*PROBLEM REQUIREMENTS*
Report every line of the records below that contains the word "excess".

*Saved data entries*
━━━━━━━━━━━━━━━━━━━━
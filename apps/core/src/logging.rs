use std::fs::{self, OpenOptions};
use std::path::{Path, PathBuf};
use std::sync::{Mutex, OnceLock};
use std::time::{SystemTime, UNIX_EPOCH};

use tracing_subscriber::EnvFilter;

const LOG_FILE_NAME: &str = "searchy.log";
const ARCHIVE_PREFIX: &str = "searchy-";
const MAX_LOG_BYTES: u64 = 1_000_000;
const MAX_ARCHIVES: usize = 5;
const FILTER_ENV: &str = "SEARCHY_LOG";

static SUBSCRIBER_INSTALLED: OnceLock<()> = OnceLock::new();
static PANIC_HOOK_INSTALLED: OnceLock<()> = OnceLock::new();

pub fn logs_dir() -> PathBuf {
    crate::config::stable_app_data_dir().join("logs")
}

/// Installs the file-backed tracing subscriber. Later calls are no-ops.
pub fn init(log_dir: &Path) -> Result<(), std::io::Error> {
    if SUBSCRIBER_INSTALLED.get().is_some() {
        return Ok(());
    }

    fs::create_dir_all(log_dir)?;
    let log_path = log_dir.join(LOG_FILE_NAME);
    rotate_if_needed(&log_path, log_dir)?;

    let file = OpenOptions::new()
        .create(true)
        .append(true)
        .open(&log_path)?;

    let filter = EnvFilter::try_from_env(FILTER_ENV).unwrap_or_else(|_| EnvFilter::new("info"));
    let installed = tracing_subscriber::fmt()
        .with_env_filter(filter)
        .with_ansi(false)
        .with_target(true)
        .with_writer(Mutex::new(file))
        .try_init()
        .is_ok();
    if installed {
        let _ = SUBSCRIBER_INSTALLED.set(());
    }

    install_panic_hook();
    tracing::info!(path = %log_path.display(), "logging initialized");
    Ok(())
}

fn now_secs() -> u64 {
    SystemTime::now()
        .duration_since(UNIX_EPOCH)
        .map(|d| d.as_secs())
        .unwrap_or(0)
}

fn rotate_if_needed(log_path: &Path, log_dir: &Path) -> Result<(), std::io::Error> {
    let meta = match fs::metadata(log_path) {
        Ok(meta) => meta,
        Err(err) if err.kind() == std::io::ErrorKind::NotFound => return Ok(()),
        Err(err) => return Err(err),
    };

    if meta.len() < MAX_LOG_BYTES {
        return Ok(());
    }

    let archived = log_dir.join(format!("{ARCHIVE_PREFIX}{}.log", now_secs()));
    fs::rename(log_path, archived)?;
    prune_old_archives(log_dir)?;
    Ok(())
}

fn prune_old_archives(log_dir: &Path) -> Result<(), std::io::Error> {
    let mut archives = fs::read_dir(log_dir)?
        .filter_map(|entry| entry.ok())
        .map(|entry| entry.path())
        .filter(|path| {
            path.file_name()
                .and_then(|n| n.to_str())
                .map(|n| n.starts_with(ARCHIVE_PREFIX) && n.ends_with(".log"))
                .unwrap_or(false)
        })
        .collect::<Vec<_>>();

    archives.sort();
    let excess = archives.len().saturating_sub(MAX_ARCHIVES);
    for oldest in archives.drain(..excess) {
        let _ = fs::remove_file(oldest);
    }
    Ok(())
}

fn install_panic_hook() {
    let _ = PANIC_HOOK_INSTALLED.get_or_init(|| {
        let prior = std::panic::take_hook();
        std::panic::set_hook(Box::new(move |panic_info| {
            let location = panic_info
                .location()
                .map(|l| format!("{}:{}", l.file(), l.line()))
                .unwrap_or_else(|| "unknown".to_string());
            let payload = panic_info
                .payload()
                .downcast_ref::<&str>()
                .map(|s| (*s).to_string())
                .or_else(|| panic_info.payload().downcast_ref::<String>().cloned())
                .unwrap_or_else(|| "panic payload unavailable".to_string());
            tracing::error!(%location, %payload, "panic");
            prior(panic_info);
        }));
    });
}

#[cfg(test)]
mod tests {
    use super::{logs_dir, prune_old_archives, rotate_if_needed, LOG_FILE_NAME, MAX_ARCHIVES};

    #[test]
    fn logs_dir_uses_stable_app_data_layout() {
        let dir = logs_dir();
        assert!(dir.to_string_lossy().to_ascii_lowercase().contains("searchy"));
    }

    #[test]
    fn oversized_log_is_archived() {
        let dir = tempfile::tempdir().unwrap();
        let log_path = dir.path().join(LOG_FILE_NAME);
        std::fs::write(&log_path, vec![b'x'; 1_000_001]).unwrap();

        rotate_if_needed(&log_path, dir.path()).unwrap();

        assert!(!log_path.exists());
        let archived = std::fs::read_dir(dir.path()).unwrap().count();
        assert_eq!(archived, 1);
    }

    #[test]
    fn pruning_keeps_newest_archives() {
        let dir = tempfile::tempdir().unwrap();
        for stamp in 0..(MAX_ARCHIVES + 3) {
            let name = format!("searchy-{:010}.log", stamp);
            std::fs::write(dir.path().join(name), b"old").unwrap();
        }

        prune_old_archives(dir.path()).unwrap();

        let mut remaining: Vec<String> = std::fs::read_dir(dir.path())
            .unwrap()
            .map(|entry| entry.unwrap().file_name().to_string_lossy().into_owned())
            .collect();
        remaining.sort();
        assert_eq!(remaining.len(), MAX_ARCHIVES);
        assert_eq!(remaining[0], "searchy-0000000003.log");
    }
}
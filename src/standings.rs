use anyhow::Result;
use serde::Serialize;
use std::collections::HashMap;

use crate::db::models::Team;
use crate::db::{Database, MatchResultRow};
use crate::error::ServiceError;

/// One table row.
#[derive(Debug, Clone, PartialEq, Eq, Serialize)]
pub struct StandingValue {
    pub team_id: i64,
    pub team_name: String,
    pub points: i32,
    pub goals_scored: i32,
    pub goals_conceded: i32,
    pub won: i32,
    pub draw: i32,
    pub lose: i32,
}

impl StandingValue {
    fn new(team: &Team) -> Self {
        StandingValue {
            team_id: team.id,
            team_name: team.name.clone(),
            points: 0,
            goals_scored: 0,
            goals_conceded: 0,
            won: 0,
            draw: 0,
            lose: 0,
        }
    }

    pub fn goal_difference(&self) -> i32 {
        self.goals_scored - self.goals_conceded
    }

    fn record(&mut self, scored: i32, conceded: i32) {
        self.goals_scored += scored;
        self.goals_conceded += conceded;
        if scored > conceded {
            self.won += 1;
        } else if scored == conceded {
            self.draw += 1;
        } else {
            self.lose += 1;
        }
        self.points = 3 * self.won + self.draw;
    }
}

/// Standings of the teams of a league (or group) over the matches scoped to
/// it, or of every team over every match when `league_id` is `None`.
pub fn compute_standings(db: &Database, league_id: Option<i64>) -> Result<Vec<StandingValue>> {
    let (teams, results) = match league_id {
        Some(id) => {
            db.find_league(id)?.ok_or(ServiceError::InvalidLeagueId(id))?;
            (db.teams_in_league(id)?, db.match_results(Some(id))?)
        }
        None => (db.list_teams()?, db.match_results(None)?),
    };
    Ok(aggregate(&teams, &results))
}

/// Fold results into one row per team, in `teams` order, then rank.
pub fn aggregate(teams: &[Team], results: &[MatchResultRow]) -> Vec<StandingValue> {
    let mut rows: Vec<StandingValue> = teams.iter().map(StandingValue::new).collect();
    let index: HashMap<i64, usize> = rows
        .iter()
        .enumerate()
        .map(|(i, row)| (row.team_id, i))
        .collect();

    for r in results {
        if let Some(&i) = index.get(&r.team1_id) {
            rows[i].record(r.score1, r.score2);
        }
        if let Some(&i) = index.get(&r.team2_id) {
            rows[i].record(r.score2, r.score1);
        }
    }

    sort_standings(&mut rows);
    rows
}

/// Points, then goal difference, then goals scored, all descending. Full
/// ties keep their incoming order.
pub fn sort_standings(rows: &mut [StandingValue]) {
    rows.sort_by(|a, b| {
        b.points
            .cmp(&a.points)
            .then_with(|| b.goal_difference().cmp(&a.goal_difference()))
            .then_with(|| b.goals_scored.cmp(&a.goals_scored))
    });
}

#[cfg(test)]
mod tests {
    use super::*;
    use crate::db::models::{LeagueLayout, MatchUpsert};

    fn row(team_id: i64, won: i32, draw: i32, scored: i32, conceded: i32) -> StandingValue {
        StandingValue {
            team_id,
            team_name: format!("Team {}", team_id),
            points: 3 * won + draw,
            goals_scored: scored,
            goals_conceded: conceded,
            won,
            draw,
            lose: 0,
        }
    }

    #[test]
    fn test_ordering_keys_and_stability() {
        // (points, diff, scored): (3,-1,2), (6,+2,5), (6,0,3), (6,+2,5)
        let mut rows = vec![
            row(4, 1, 0, 2, 3),
            row(1, 2, 0, 5, 3),
            row(3, 2, 0, 3, 3),
            row(2, 2, 0, 5, 3),
        ];
        sort_standings(&mut rows);
        let order: Vec<i64> = rows.iter().map(|r| r.team_id).collect();
        assert_eq!(order, vec![1, 2, 3, 4]);
    }

    #[test]
    fn test_goals_scored_breaks_equal_difference() {
        let mut rows = vec![row(1, 1, 0, 2, 1), row(2, 1, 0, 4, 3)];
        sort_standings(&mut rows);
        assert_eq!(rows[0].team_id, 2);
    }

    #[test]
    fn test_single_match_scenario() {
        let db = Database::open_in_memory().unwrap();
        let league = db
            .get_or_create_regular_league("Eredivisie", Some("2019"), LeagueLayout::Single)
            .unwrap();
        let a = db.upsert_team("Team A", "A", None).unwrap();
        let b = db.upsert_team("Team B", "B", None).unwrap();
        db.add_team_to_league(a.id, league.id).unwrap();
        db.add_team_to_league(b.id, league.id).unwrap();
        let m = db
            .upsert_match(&MatchUpsert {
                external_id: 1,
                league_id: league.id,
                team1_id: a.id,
                team2_id: b.id,
                score1: Some(2),
                score2: Some(1),
                date_time: None,
            })
            .unwrap();
        let round = db.get_or_create_round(league.id, "1.Matchday").unwrap();
        db.add_match_to_round(&round, m.id).unwrap();

        for scope in [Some(league.id), None] {
            let table = compute_standings(&db, scope).unwrap();
            assert_eq!(table.len(), 2);
            let (first, second) = (&table[0], &table[1]);
            assert_eq!(first.team_id, a.id);
            assert_eq!(
                (first.won, first.draw, first.lose, first.goals_scored, first.goals_conceded),
                (1, 0, 0, 2, 1)
            );
            assert_eq!(first.points, 3);
            assert_eq!(second.team_id, b.id);
            assert_eq!(
                (second.won, second.draw, second.lose, second.goals_scored, second.goals_conceded),
                (0, 0, 1, 1, 2)
            );
            assert_eq!(second.points, 0);
        }
    }

    #[test]
    fn test_unplayed_and_foreign_matches_ignored() {
        let db = Database::open_in_memory().unwrap();
        let league = db
            .get_or_create_regular_league("Eredivisie", Some("2019"), LeagueLayout::Single)
            .unwrap();
        let a = db.upsert_team("Team A", "A", None).unwrap();
        let b = db.upsert_team("Team B", "B", None).unwrap();
        db.add_team_to_league(a.id, league.id).unwrap();
        db.add_team_to_league(b.id, league.id).unwrap();
        // played but not in any round of the league, and an unplayed one
        for (ext, score) in [(1, Some(3)), (2, None)] {
            db.upsert_match(&MatchUpsert {
                external_id: ext,
                league_id: league.id,
                team1_id: a.id,
                team2_id: b.id,
                score1: score,
                score2: score,
                date_time: None,
            })
            .unwrap();
        }

        let scoped = compute_standings(&db, Some(league.id)).unwrap();
        assert!(scoped.iter().all(|r| r.won + r.draw + r.lose == 0));

        let global = compute_standings(&db, None).unwrap();
        assert!(global.iter().all(|r| r.draw == 1 && r.points == 1));
    }

    #[test]
    fn test_unknown_league() {
        let db = Database::open_in_memory().unwrap();
        let err = compute_standings(&db, Some(5)).unwrap_err();
        assert_eq!(ServiceError::find(&err), Some(&ServiceError::InvalidLeagueId(5)));
    }
}
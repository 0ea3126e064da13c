use chrono::{NaiveDate, NaiveDateTime, NaiveTime};
use scraper::{ElementRef, Html};
use serde::Serialize;

use super::{element_text, external_id_from_path, parse_score, sel, select_text};

/// Schedule page of one competition season.
#[derive(Debug, Clone, Serialize)]
pub struct LeaguePage {
    pub name: String,
    pub layout: PageLayout,
}

#[derive(Debug, Clone, Serialize)]
pub enum PageLayout {
    /// One box per matchday, titled e.g. "1.Matchday"
    Flat(Vec<MatchdayBlock>),
    /// One box per competition group, matches listed by date
    Grouped(Vec<GroupBlock>),
}

#[derive(Debug, Clone, Serialize)]
pub struct MatchdayBlock {
    pub title: String,
    pub rows: Vec<MatchRow>,
}

#[derive(Debug, Clone, Serialize)]
pub struct GroupBlock {
    pub name: String,
    pub rows: Vec<MatchRow>,
}

#[derive(Debug, Clone, PartialEq, Serialize)]
pub struct TeamRef {
    pub name: String,
    pub crest: Option<String>,
}

/// One fixture line of a schedule table.
#[derive(Debug, Clone, Serialize)]
pub struct MatchRow {
    pub external_id: i64,
    /// Link to the match report
    pub detail_path: String,
    pub home: TeamRef,
    pub away: TeamRef,
    /// `None` until the match is played
    pub score: Option<(i32, i32)>,
    /// `None` when the date/time fragments do not parse
    pub date_time: Option<NaiveDateTime>,
}

/// Parse a schedule page. `None` when the page has no competition name at
/// all (wrong path, error page).
pub fn parse_league_page(html: &str) -> Option<LeaguePage> {
    let doc = Html::parse_document(html);
    let root = doc.root_element();

    if let Some(name) = select_text(&root, &sel(".spielername-profil")) {
        let matchdays = parse_matchdays(&root);
        return Some(LeaguePage {
            name,
            layout: PageLayout::Flat(matchdays),
        });
    }

    let name = select_text(&root, &sel("#wettbewerb_head .dataName"))?;
    Some(LeaguePage {
        name,
        layout: PageLayout::Grouped(parse_groups(&root)),
    })
}

fn parse_matchdays(root: &ElementRef) -> Vec<MatchdayBlock> {
    let header = sel(".table-header");
    let tr = sel("tr");
    let td = sel("td");

    root.select(&sel(".row .large-6 .box"))
        .filter_map(|matchday| {
            let title = select_text(&matchday, &header)?;
            let rows = matchday
                .select(&tr)
                .filter_map(|row| {
                    let cells: Vec<_> = row.select(&td).collect();
                    (cells.len() == 7).then(|| parse_row(&cells)).flatten()
                })
                .collect();
            Some(MatchdayBlock { title, rows })
        })
        .collect()
}

fn parse_groups(root: &ElementRef) -> Vec<GroupBlock> {
    let header = sel(".table-header");
    let table = sel("table");
    let tr = sel("tr");
    let td = sel("td");
    let small = sel(".show-for-small");

    let mut groups = Vec::new();
    for group in root.select(&sel(".large-8 .row .large-6")) {
        let Some(name) = select_text(&group, &header) else {
            continue;
        };
        let Some(table) = group.select(&table).last() else {
            groups.push(GroupBlock { name, rows: vec![] });
            continue;
        };

        // Grouped tables print the date once, in a narrow row above the
        // matches of that day.
        let mut date_cell: Option<ElementRef> = None;
        let mut rows = Vec::new();
        for row in table.select(&tr) {
            let cells: Vec<_> = row.select(&td).collect();
            if cells.len() == 1 {
                let cell = cells[0];
                let is_date_row = cell.value().classes().any(|c| c == "show-for-small")
                    || cell.select(&small).next().is_some();
                if is_date_row {
                    date_cell = Some(cell);
                }
            }
            if cells.len() != 6 {
                continue;
            }
            let Some(date_cell) = date_cell else {
                continue;
            };
            let mut full = Vec::with_capacity(7);
            full.push(date_cell);
            full.extend(cells);
            if let Some(parsed) = parse_row(&full) {
                rows.push(parsed);
            }
        }
        groups.push(GroupBlock { name, rows });
    }
    groups
}

/// Seven cells: date link, time, home name, home crest, result link,
/// away crest, away name.
fn parse_row(cells: &[ElementRef]) -> Option<MatchRow> {
    let a = sel("a");

    let result_link = cells[4].select(&a).next()?;
    let detail_path = result_link.value().attr("href")?.to_string();
    let external_id = external_id_from_path(&detail_path)?;
    let score = parse_score(&element_text(&result_link));

    let date_link = cells[0].select(&a).next();
    let date_raw = date_link
        .and_then(|l| l.value().attr("href"))
        .and_then(|href| href.rsplit('/').next())
        .unwrap_or_default();
    let mut time_raw = date_link
        .and_then(|l| l.next_sibling())
        .and_then(|n| n.value().as_text().map(|t| t.trim().to_string()))
        .unwrap_or_default();
    if time_raw.is_empty() {
        time_raw = element_text(&cells[1]);
    }

    let home = team_ref(&cells[2], &cells[3]);
    let away = team_ref(&cells[6], &cells[5]);
    if home.name.is_empty() || away.name.is_empty() {
        return None;
    }

    Some(MatchRow {
        external_id,
        detail_path,
        home,
        away,
        score,
        date_time: parse_kickoff(date_raw, &time_raw),
    })
}

fn team_ref(name_cell: &ElementRef, crest_cell: &ElementRef) -> TeamRef {
    let names: Vec<String> = name_cell
        .select(&sel("a"))
        .map(|l| element_text(&l))
        .filter(|t| !t.is_empty())
        .collect();
    let name = if names.is_empty() {
        element_text(name_cell)
    } else {
        names.join(" ")
    };
    let crest = crest_cell
        .select(&sel("img"))
        .next()
        .and_then(|i| i.value().attr("src"))
        .filter(|src| !src.is_empty())
        .map(normalise_crest);
    TeamRef { name, crest }
}

/// Crest thumbnails link the "tiny" variant; store the "normal" one.
pub fn normalise_crest(src: &str) -> String {
    src.replace("tiny", "normal")
}

/// Date fragment `YYYY-MM-DD` plus time `h:mm AM/PM`. A blank or `-` time
/// means the kick-off is not fixed yet and resolves to midnight.
pub fn parse_kickoff(date: &str, time: &str) -> Option<NaiveDateTime> {
    let date = NaiveDate::parse_from_str(date.trim(), "%Y-%m-%d").ok()?;
    let time = time.trim();
    if time.is_empty() || time == "-" {
        return date.and_hms_opt(0, 0, 0);
    }
    NaiveTime::parse_from_str(time, "%I:%M %p")
        .ok()
        .map(|t| date.and_time(t))
}

#[cfg(test)]
mod tests {
    use super::*;

    const FLAT: &str = include_str!("../../fixtures/league_flat.html");
    const GROUPED: &str = include_str!("../../fixtures/league_grouped.html");

    #[test]
    fn test_parse_kickoff() {
        let d = parse_kickoff("2019-08-09", "8:00 PM").unwrap();
        assert_eq!(d.to_string(), "2019-08-09 20:00:00");
        let d = parse_kickoff("2019-08-10", "12:30 PM").unwrap();
        assert_eq!(d.to_string(), "2019-08-10 12:30:00");
        let d = parse_kickoff("2019-08-10", "-").unwrap();
        assert_eq!(d.to_string(), "2019-08-10 00:00:00");
        assert!(parse_kickoff("", "8:00 PM").is_none());
        assert!(parse_kickoff("2019-08-10", "soon").is_none());
    }

    #[test]
    fn test_crest_normalised() {
        assert_eq!(
            normalise_crest("https://tmssl.akamaized.net/images/wappen/tiny/11.png"),
            "https://tmssl.akamaized.net/images/wappen/normal/11.png"
        );
    }

    #[test]
    fn test_flat_page() {
        let page = parse_league_page(FLAT).unwrap();
        assert_eq!(page.name, "Premier League");
        let PageLayout::Flat(matchdays) = page.layout else {
            panic!("expected flat layout");
        };
        assert_eq!(matchdays.len(), 2);
        assert_eq!(matchdays[0].title, "1.Matchday");
        assert_eq!(matchdays[0].rows.len(), 2);

        let first = &matchdays[0].rows[0];
        assert_eq!(first.external_id, 3_200_001);
        assert_eq!(first.home.name, "Arsenal FC");
        assert_eq!(first.away.name, "Chelsea FC");
        assert_eq!(first.score, Some((2, 1)));
        assert_eq!(first.date_time.unwrap().to_string(), "2019-08-10 15:00:00");
        assert_eq!(
            first.home.crest.as_deref(),
            Some("https://tmssl.akamaized.net/images/wappen/normal/11.png")
        );

        // unplayed fixture keeps a null score
        let later = &matchdays[1].rows[0];
        assert_eq!(later.score, None);
        assert_eq!(later.date_time.unwrap().to_string(), "2019-08-17 00:00:00");
    }

    #[test]
    fn test_grouped_page() {
        let page = parse_league_page(GROUPED).unwrap();
        assert_eq!(page.name, "Champions League");
        let PageLayout::Grouped(groups) = page.layout else {
            panic!("expected grouped layout");
        };
        assert_eq!(groups.len(), 2);
        assert_eq!(groups[0].name, "Group A");
        assert_eq!(groups[0].rows.len(), 2);
        assert_eq!(groups[1].rows.len(), 1);
        let row = &groups[0].rows[1];
        assert_eq!(row.date_time.unwrap().to_string(), "2019-10-01 21:00:00");
        assert_eq!(row.score, Some((0, 0)));
    }

    #[test]
    fn test_unknown_page() {
        assert!(parse_league_page("<html><body><p>404</p></body></html>").is_none());
    }
}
━━━━━━━━━━━━━━━━━━━━
*EXERCISE SOLUTION*
    let excess = archives.len().saturating_sub(MAX_ARCHIVES);
    for oldest in archives.drain(..excess) {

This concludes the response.